Aim of the task →
Work out how many lines below contain "JoinHandle". Provide only the figure.

===

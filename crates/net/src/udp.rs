// Copyright 2025-2026 CEMAXECUTER LLC

//! UDP datagram sink and source for 512-byte block datagrams.
//!
//! The sink paces: it sleeps the configured delay after every datagram and
//! never retries; datagram loss is the erasure code's problem. The source
//! runs its own reader thread so the worker can poll with a bounded wait
//! and still observe the stop flag promptly.

use std::io;
use std::net::{SocketAddr, ToSocketAddrs, UdpSocket};
use std::sync::atomic::{AtomicBool, AtomicU64, Ordering};
use std::sync::Arc;
use std::thread::JoinHandle;
use std::time::Duration;

use crossbeam::channel::{bounded, Receiver, RecvTimeoutError, TrySendError};

use iql_protocol::BLOCK_BYTES;

/// Paced datagram sender.
pub struct UdpSink {
    socket: UdpSocket,
    dest: SocketAddr,
}

impl UdpSink {
    pub fn connect(address: &str, port: u16) -> Result<Self, String> {
        let dest = (address, port)
            .to_socket_addrs()
            .map_err(|e| format!("cannot resolve {}:{}: {}", address, port, e))?
            .next()
            .ok_or_else(|| format!("cannot resolve {}:{}", address, port))?;
        let socket = UdpSocket::bind("0.0.0.0:0")
            .map_err(|e| format!("cannot create UDP socket: {}", e))?;
        Ok(Self { socket, dest })
    }

    /// Send each datagram and sleep `tx_delay_us` after it. The delay is a
    /// floor; the OS may stretch it.
    pub fn write(&self, datagrams: &[Vec<u8>], tx_delay_us: u32) -> io::Result<()> {
        for dgram in datagrams {
            self.socket.send_to(dgram, self.dest)?;
            if tx_delay_us > 0 {
                std::thread::sleep(Duration::from_micros(tx_delay_us as u64));
            }
        }
        Ok(())
    }
}

/// Receiving side: binds the data port and hands out exact-size datagrams.
pub struct UdpSource {
    rx: Receiver<Vec<u8>>,
    port: u16,
    rejected: Arc<AtomicU64>,
    overrun: Arc<AtomicU64>,
    worker: Option<JoinHandle<()>>,
}

impl UdpSource {
    /// Bind and start the reader thread. Datagrams whose length is not
    /// exactly 512 bytes are dropped with a counter increment.
    pub fn bind(address: &str, port: u16, stop: Arc<AtomicBool>) -> Result<Self, String> {
        let socket = UdpSocket::bind((address, port))
            .map_err(|e| format!("cannot bind {}:{}: {}", address, port, e))?;
        let bound_port = socket
            .local_addr()
            .map_err(|e| format!("local_addr: {}", e))?
            .port();
        socket
            .set_read_timeout(Some(Duration::from_millis(100)))
            .map_err(|e| format!("set_read_timeout: {}", e))?;

        let (tx, rx) = bounded::<Vec<u8>>(1024);
        let rejected = Arc::new(AtomicU64::new(0));
        let overrun = Arc::new(AtomicU64::new(0));
        let rejected_w = rejected.clone();
        let overrun_w = overrun.clone();

        let worker = std::thread::spawn(move || {
            let mut buf = [0u8; 2 * BLOCK_BYTES];
            while !stop.load(Ordering::SeqCst) {
                match socket.recv_from(&mut buf) {
                    Ok((len, _)) if len == BLOCK_BYTES => {
                        match tx.try_send(buf[..len].to_vec()) {
                            Ok(()) => {}
                            Err(TrySendError::Full(_)) => {
                                // consumer is behind; the datagram is lost to
                                // the same fate as network loss
                                overrun_w.fetch_add(1, Ordering::Relaxed);
                            }
                            Err(TrySendError::Disconnected(_)) => break,
                        }
                    }
                    Ok(_) => {
                        rejected_w.fetch_add(1, Ordering::Relaxed);
                    }
                    Err(e)
                        if e.kind() == io::ErrorKind::WouldBlock
                            || e.kind() == io::ErrorKind::TimedOut => {}
                    Err(e) => {
                        log::error!("UDP receive error: {}", e);
                        break;
                    }
                }
            }
        });

        Ok(Self {
            rx,
            port: bound_port,
            rejected,
            overrun,
            worker: Some(worker),
        })
    }

    pub fn port(&self) -> u16 {
        self.port
    }

    /// Wait up to `timeout` for the next datagram. None on timeout or once
    /// the reader has shut down.
    pub fn recv_timeout(&self, timeout: Duration) -> Option<Vec<u8>> {
        match self.rx.recv_timeout(timeout) {
            Ok(dgram) => Some(dgram),
            Err(RecvTimeoutError::Timeout) | Err(RecvTimeoutError::Disconnected) => None,
        }
    }

    /// Datagrams dropped for having the wrong length.
    pub fn rejected(&self) -> u64 {
        self.rejected.load(Ordering::Relaxed)
    }

    /// Datagrams dropped because the worker fell behind.
    pub fn overrun(&self) -> u64 {
        self.overrun.load(Ordering::Relaxed)
    }

    pub fn join(mut self) {
        if let Some(worker) = self.worker.take() {
            let _ = worker.join();
        }
    }
}

#[cfg(test)]
mod tests {
    use super::*;
    use std::time::Instant;

    #[test]
    fn test_sink_to_source_roundtrip() {
        let stop = Arc::new(AtomicBool::new(false));
        let source = UdpSource::bind("127.0.0.1", 0, stop.clone()).unwrap();
        let sink = UdpSink::connect("127.0.0.1", source.port()).unwrap();

        let mut dgram = vec![0u8; BLOCK_BYTES];
        dgram[0] = 42;
        sink.write(&[dgram.clone()], 0).unwrap();

        let got = source
            .recv_timeout(Duration::from_secs(2))
            .expect("datagram not delivered");
        assert_eq!(got, dgram);
        stop.store(true, Ordering::SeqCst);
        source.join();
    }

    #[test]
    fn test_source_rejects_wrong_length() {
        let stop = Arc::new(AtomicBool::new(false));
        let source = UdpSource::bind("127.0.0.1", 0, stop.clone()).unwrap();
        let sink = UdpSink::connect("127.0.0.1", source.port()).unwrap();

        sink.write(&[vec![0u8; 100]], 0).unwrap();
        let mut good = vec![0u8; BLOCK_BYTES];
        good[1] = 7;
        sink.write(&[good.clone()], 0).unwrap();

        // only the valid datagram comes through
        let got = source.recv_timeout(Duration::from_secs(2)).unwrap();
        assert_eq!(got, good);
        assert_eq!(source.rejected(), 1);
        stop.store(true, Ordering::SeqCst);
        source.join();
    }

    #[test]
    fn test_sink_pacing_floor() {
        let stop = Arc::new(AtomicBool::new(false));
        let source = UdpSource::bind("127.0.0.1", 0, stop.clone()).unwrap();
        let sink = UdpSink::connect("127.0.0.1", source.port()).unwrap();

        let datagrams: Vec<Vec<u8>> = (0..5).map(|_| vec![0u8; BLOCK_BYTES]).collect();
        let begin = Instant::now();
        sink.write(&datagrams, 2000).unwrap();
        // 5 sends with a 2 ms floor each
        assert!(begin.elapsed() >= Duration::from_millis(10));
        stop.store(true, Ordering::SeqCst);
        source.join();
    }
}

===

Solution for this problem →
2